Properties of mouse leukemia viruses: V. Hemagglutination-inhibition and indirect hemagglutination tests

Abstract

Although the presence of nonspecific inhibitors precluded the use of untreated sera in hemagglutination-inhibition (HI) tests with mouse leukemia virus (MuLV) hemagglutinating antigens, preparations of immunoglobulin G (IgG) lacked nonspecific inhibitory activity and were suitable for use. Hemagglutination (HA) induced by intact, enzyme-treated MuLV and by hemagglutinating MuLV subunits was inhibited by IgG isolated from MuLV antisera. Low titer HI reactions were obtained with IgG from feline leukemia virus (FeLV) antisera. IgG from a broad spectrum of control antisera was noninhibitory. The HI activities of three FMR (Friend-Moloney-Rauscher) antisera against FMR antigens were totally type-specific as revealed by absorption tests. Gross leukemia virus (GLV) antisera also appeared to react type-specifically against GLV antigen.

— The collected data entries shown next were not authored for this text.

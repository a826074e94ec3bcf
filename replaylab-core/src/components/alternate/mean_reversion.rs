//! Mean reversion — fade a stretched close back toward its moving average.

use serde_json::json;

use super::{prior_atr, AltSignal, AlternateEvaluator};
use crate::data::{columns, FrameView};
use crate::domain::Signal;

#[derive(Debug, Clone)]
pub struct MeanReversion {
    /// |close − ma| must exceed this many ATR.
    pub deviation_threshold: f64,
    /// Close must sit within this fraction of the bar's far extreme.
    pub extreme_frac: f64,
}

impl AlternateEvaluator for MeanReversion {
    fn name(&self) -> &'static str {
        "mean_reversion"
    }

    fn evaluate(&self, m5: &FrameView<'_>) -> AltSignal {
        let (Some(i), Some(bar)) = (m5.last_index(), m5.last()) else {
            return AltSignal::none("NOT_ENOUGH_BARS");
        };
        let Some(atr) = prior_atr(m5, i) else {
            return AltSignal::none("ATR_NA");
        };
        let Some(ma) = m5.value(columns::MA, i) else {
            return AltSignal::none("MA_NA");
        };

        let deviation = bar.close - ma;
        let limit = self.deviation_threshold * atr;
        let location = bar.close_location();
        let (signal, reason) = if deviation < -limit && location <= self.extreme_frac {
            (Signal::Buy, "mean-reversion long")
        } else if deviation > limit && location >= 1.0 - self.extreme_frac {
            (Signal::Sell, "mean-reversion short")
        } else {
            (Signal::None, "NO_SETUP")
        };

        AltSignal {
            signal,
            reason: reason.to_string(),
            atr: Some(atr),
            payload: json!({
                "setup": reason,
                "ma": ma,
                "atr": atr,
                "deviation": deviation,
                "deviation_atr": deviation / atr,
                "close_location": location,
            }),
        }
    }
}

#[cfg(test)]
mod tests {
    use super::*;
    use crate::components::indicator::IndicatorValues;
    use crate::data::Frame;
    use crate::domain::{Bar, Timeframe};
    use crate::indicators::make_bars;

    /// Three bars at the average, then the bar under test.
    fn frame(o: f64, h: f64, l: f64, c: f64) -> Frame {
        let mut bars = make_bars(&[100.0, 100.0, 100.0]);
        bars.push(Bar::new(bars[2].timestamp + Timeframe::M5.duration(), o, h, l, c));
        let mut indicators = IndicatorValues::new();
        indicators.insert(columns::ATR, vec![Some(1.0); 4]);
        indicators.insert(columns::MA, vec![Some(100.0); 4]);
        Frame {
            timeframe: Timeframe::M5,
            bars,
            indicators,
        }
    }

    fn evaluator() -> MeanReversion {
        MeanReversion {
            deviation_threshold: 2.0,
            extreme_frac: 0.3,
        }
    }

    #[test]
    fn stretched_close_near_low_buys() {
        let f = frame(98.5, 98.6, 97.0, 97.2);
        let out = evaluator().evaluate(&f.view(4));
        assert_eq!(out.signal, Signal::Buy);
        assert_eq!(out.reason, "mean-reversion long");
        assert_eq!(out.atr, Some(1.0));
    }

    #[test]
    fn stretched_close_near_high_sells() {
        let f = frame(101.5, 103.0, 101.4, 102.9);
        let out = evaluator().evaluate(&f.view(4));
        assert_eq!(out.signal, Signal::Sell);
        assert_eq!(out.reason, "mean-reversion short");
    }

    #[test]
    fn stretch_without_extreme_close_is_no_setup() {
        // 2.5 ATR below the average but closing mid-range.
        let f = frame(98.0, 98.5, 96.5, 97.5);
        let out = evaluator().evaluate(&f.view(4));
        assert_eq!(out.signal, Signal::None);
        assert_eq!(out.reason, "NO_SETUP");
    }

    #[test]
    fn first_bar_has_no_prior_atr() {
        let f = frame(98.5, 98.6, 97.0, 97.2);
        assert_eq!(evaluator().evaluate(&f.view(1)).reason, "ATR_NA");
        assert_eq!(evaluator().evaluate(&f.view(0)).reason, "NOT_ENOUGH_BARS");
    }
}
// Copyright (c) 2024 Mike Tsao

use crate::prelude::*;
use core::f64::consts::PI;
use delegate::delegate;
use derivative::Derivative;
use derive_builder::Builder;
use kahan::KahanSum;
use serde::{Deserialize, Serialize};
use strum_macros::{Display, EnumCount, EnumIter, IntoStaticStr};

/// Classic oscillator waveforms
#[derive(
    Clone,
    Copy,
    Debug,
    Default,
    Display,
    EnumCount,
    EnumIter,
    IntoStaticStr,
    PartialEq,
    Serialize,
    Deserialize,
)]
#[serde(rename_all = "kebab-case")]
pub enum Waveform {
    /// Silence
    None,
    /// Sine wave
    #[default]
    Sine,
    /// Square wave. Zero exactly at the zero crossings of the matching sine.
    Square,
    /// Triangle wave
    Triangle,
    /// Sawtooth wave
    Sawtooth,
    /// Uniform white noise
    Noise,
}

/// A signal generator that produces traditional waveforms (sine, square,
/// triangle, etc.)
#[derive(Clone, Builder, Debug, Default, Serialize, Deserialize)]
#[builder(default)]
#[serde(rename_all = "kebab-case")]
pub struct Oscillator {
    /// The fundamental waveform for this oscillator.
    pub waveform: Waveform,

    /// Hertz. Any positive number. 440 = A4
    pub frequency: FrequencyHz,

    #[serde(skip)]
    #[builder(setter(skip))]
    e: OscillatorEphemerals,
}
#[derive(Clone, Debug, Derivative)]
#[derivative(Default)]
pub struct OscillatorEphemerals {
    /// working variables to generate semi-deterministic noise.
    #[derivative(Default(value = "0x70f4f854"))]
    noise_x1: u32,
    #[derivative(Default(value = "0xe1e9f0a7"))]
    noise_x2: u32,

    // The "cursor" in the current waveform, in cycles. Kahan summation keeps
    // FP error from accumulating over long renders.
    cycle_position: KahanSum<f64>,

    delta: f64,
    delta_updated: bool,

    // reset() is requested.
    #[derivative(Default(value = "true"))]
    reset_pending: bool,

    c: Configurables,
}
impl Generates for Oscillator {
    fn generate(&mut self, values: &mut [Sample]) -> bool {
        for value in values.iter_mut() {
            let cycle_position = self.next_cycle_position();
            *value = Sample(self.amplitude_for_position(self.waveform, cycle_position));
        }
        !matches!(self.waveform, Waveform::None)
    }
}
impl Configurable for Oscillator {
    delegate! {
        to self.e.c {
            fn sample_rate(&self) -> SampleRate;
            fn tempo(&self) -> Tempo;
            fn update_tempo(&mut self, tempo: Tempo);
        }
    }

    fn update_sample_rate(&mut self, sample_rate: SampleRate) {
        self.e.c.update_sample_rate(sample_rate);
        self.e.delta_updated = false;
        self.reset();
    }

    fn reset(&mut self) {
        self.e.reset_pending = true;
    }
}
impl Oscillator {
    /// Creates an oscillator that's ready to render at the given rate.
    pub fn new_with(waveform: Waveform, frequency: FrequencyHz, sample_rate: SampleRate) -> Self {
        let mut r = Self {
            waveform,
            frequency,
            ..Default::default()
        };
        r.update_sample_rate(sample_rate);
        r
    }

    /// Renders the waveform `sin(2π·f·t)`-style from phase zero for
    /// `duration`, rounded down to whole frames.
    pub fn render(
        waveform: Waveform,
        frequency: FrequencyHz,
        sample_rate: SampleRate,
        duration: Seconds,
    ) -> Signal {
        let mut oscillator = Self::new_with(waveform, frequency, sample_rate);
        let mut signal = Signal::with_duration(sample_rate, duration);
        oscillator.generate(signal.samples_mut());
        signal
    }

    /// Renders a sine whose frequency is given per frame. The phase at frame
    /// i is the sum of the increments of frames 0 through i.
    pub fn sweep(sample_rate: SampleRate, frequencies: &[FrequencyHz]) -> Signal {
        let rate = sample_rate.0 as f64;
        let mut cycle_position = KahanSum::new_with_value(0.0);
        let samples = frequencies
            .iter()
            .map(|frequency| {
                cycle_position += frequency.0 / rate;
                let position = cycle_position.sum();
                if !(0.0..1.0).contains(&position) {
                    cycle_position = KahanSum::new_with_value(position - position.floor());
                }
                Sample((position * 2.0 * PI).sin())
            })
            .collect();
        Signal::from_samples(sample_rate, samples)
    }

    /// The current frequency of the oscillator.
    pub fn set_frequency(&mut self, frequency: FrequencyHz) {
        self.frequency = frequency;
        self.e.delta_updated = false;
    }

    #[allow(missing_docs)]
    pub fn frequency(&self) -> FrequencyHz {
        self.frequency
    }

    #[allow(missing_docs)]
    pub fn waveform(&self) -> Waveform {
        self.waveform
    }

    #[allow(missing_docs)]
    pub fn set_waveform(&mut self, waveform: Waveform) {
        self.waveform = waveform;
    }

    fn update_delta(&mut self) {
        if !self.e.delta_updated {
            self.e.delta = self.frequency.0 / self.e.c.sample_rate().0 as f64;

            // This resets the accumulated error.
            self.e.cycle_position = KahanSum::new_with_value(self.e.cycle_position.sum());

            self.e.delta_updated = true;
        }
    }

    fn next_cycle_position(&mut self) -> f64 {
        self.update_delta();
        if self.e.reset_pending {
            self.e.reset_pending = false;
            self.e.cycle_position = KahanSum::new_with_value(0.0);
            return 0.0;
        }

        self.e.cycle_position += self.e.delta;
        let position = self.e.cycle_position.sum();
        if position >= 1.0 {
            self.e.cycle_position += -position.floor();
        }
        self.e.cycle_position.sum()
    }

    // https://en.wikipedia.org/wiki/Sine_wave
    // https://en.wikipedia.org/wiki/Square_wave
    // https://en.wikipedia.org/wiki/Triangle_wave
    // https://en.wikipedia.org/wiki/Sawtooth_wave
    // https://www.musicdsp.org/en/latest/Synthesis/216-fast-whitenoise-generator.html
    //
    // Every waveform starts at amplitude zero, which makes it a lot easier to
    // avoid transients when a note starts.
    fn amplitude_for_position(&mut self, waveform: Waveform, cycle_position: f64) -> f64 {
        match waveform {
            Waveform::None => 0.0,
            Waveform::Sine => (cycle_position * 2.0 * PI).sin(),
            Waveform::Square => {
                let sine = (cycle_position * 2.0 * PI).sin();
                if sine == 0.0 {
                    0.0
                } else {
                    sine.signum()
                }
            }
            Waveform::Triangle => {
                4.0 * (cycle_position - (0.75 + cycle_position).floor() + 0.25).abs() - 1.0
            }
            Waveform::Sawtooth => 2.0 * (cycle_position - (0.5 + cycle_position).floor()),
            Waveform::Noise => {
                self.e.noise_x1 ^= self.e.noise_x2;
                let tmp =
                    2.0 * (self.e.noise_x2 as f64 - (u32::MAX as f64 / 2.0)) / u32::MAX as f64;
                (self.e.noise_x2, _) = self.e.noise_x2.overflowing_add(self.e.noise_x1);
                tmp
            }
        }
    }
}

/// Evenly spaced values from `start` to `end`, both included. A single value
/// is just `start`.
pub fn linspace(start: f64, end: f64, count: usize) -> impl Iterator<Item = f64> {
    let step = if count > 1 {
        (end - start) / (count - 1) as f64
    } else {
        0.0
    };
    (0..count).map(move |i| {
        if count > 1 && i == count - 1 {
            end
        } else {
            start + step * i as f64
        }
    })
}

/// A gain curve that behaves like a typical ADSR envelope, stretched over a
/// note of known length. The release always ends on the note's last frame.
#[derive(Clone, Builder, Debug, Derivative, PartialEq, Serialize, Deserialize)]
#[derivative(Default)]
#[serde(rename_all = "kebab-case")]
#[builder(default)]
pub struct Envelope {
    /// Time to ramp from zero to full level.
    #[derivative(Default(value = "Seconds(0.005)"))]
    attack: Seconds,
    /// Time to fall from full level to the sustain level.
    #[derivative(Default(value = "Seconds(0.1)"))]
    decay: Seconds,
    /// Level held between decay and release.
    #[derivative(Default(value = "Normal::new_const(0.3)"))]
    sustain: Normal,
    /// Time to fall from the sustain level to zero at the end of the note.
    #[derivative(Default(value = "Seconds(0.1)"))]
    release: Seconds,
}
impl Envelope {
    #[allow(missing_docs)]
    pub const fn new_with(attack: Seconds, decay: Seconds, sustain: Normal, release: Seconds) -> Self {
        Self {
            attack,
            decay,
            sustain,
            release,
        }
    }

    /// Computes the gain for each of `frames` frames.
    ///
    /// The curve starts at 1.0 everywhere. The attack ramp covers the first
    /// frames; the decay ramp follows only if it ends before the buffer does;
    /// the sustain level fills whatever lies between decay and release; and
    /// the release ramp overwrites the tail.
    pub fn shape(&self, sample_rate: SampleRate, frames: usize) -> Vec<f64> {
        let n = frames;
        let a = sample_rate.frames_in(self.attack);
        let d = sample_rate.frames_in(self.decay);
        let r = sample_rate.frames_in(self.release);
        let s = self.sustain.0;

        let mut env = vec![1.0; n];
        env.iter_mut()
            .zip(linspace(0.0, 1.0, a))
            .for_each(|(e, v)| *e = v);
        if d > 0 && a + d < n {
            env[a..a + d]
                .iter_mut()
                .zip(linspace(1.0, s, d))
                .for_each(|(e, v)| *e = v);
        }
        if r <= n && a + d < n - r {
            env[a + d..n - r].fill(s);
        }
        if r > 0 {
            let tail = r.min(n);
            env[n - tail..]
                .iter_mut()
                .zip(linspace(s, 0.0, r).skip(r - tail))
                .for_each(|(e, v)| *e = v);
        }
        env
    }

    /// Multiplies the signal by this envelope's shape.
    pub fn apply(&self, signal: &mut Signal) {
        let shape = self.shape(signal.sample_rate(), signal.len());
        signal
            .samples_mut()
            .iter_mut()
            .zip(shape)
            .for_each(|(s, g)| *s *= g);
    }

    #[allow(missing_docs)]
    pub fn attack(&self) -> Seconds {
        self.attack
    }

    #[allow(missing_docs)]
    pub fn decay(&self) -> Seconds {
        self.decay
    }

    #[allow(missing_docs)]
    pub fn sustain(&self) -> Normal {
        self.sustain
    }

    #[allow(missing_docs)]
    pub fn release(&self) -> Seconds {
        self.release
    }
}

However, the inhibition of FMR antigens by IgG from one nonneutralizing FMR (gs) antiserum, GLV antisera and FeLV antisera, all of which lacked FMR type-specific antibodies, indicated that gs-like reactivity also could be detected by the HI test in at least certain sera. In related studies, an indirect HA reaction employing heterotypic Friend virus antiserum (IgG) revealed a new, possibly monovalent hemagglutinin from degraded GLV. The HA activity of this GLV antigen could be reconstituted by most FMR sera tested, but not by sera directed against GLV, FeLV or other control antigens. The reconstituted hemagglutinin was specifically inhibited by homotypic GLV antiserum (IgG). This indirect HA test not only constitutes direct evidence for the existence of gs antigenic determinants on the surface of the virion but also provides a tool for the detection of such antigens and their corresponding antibodies.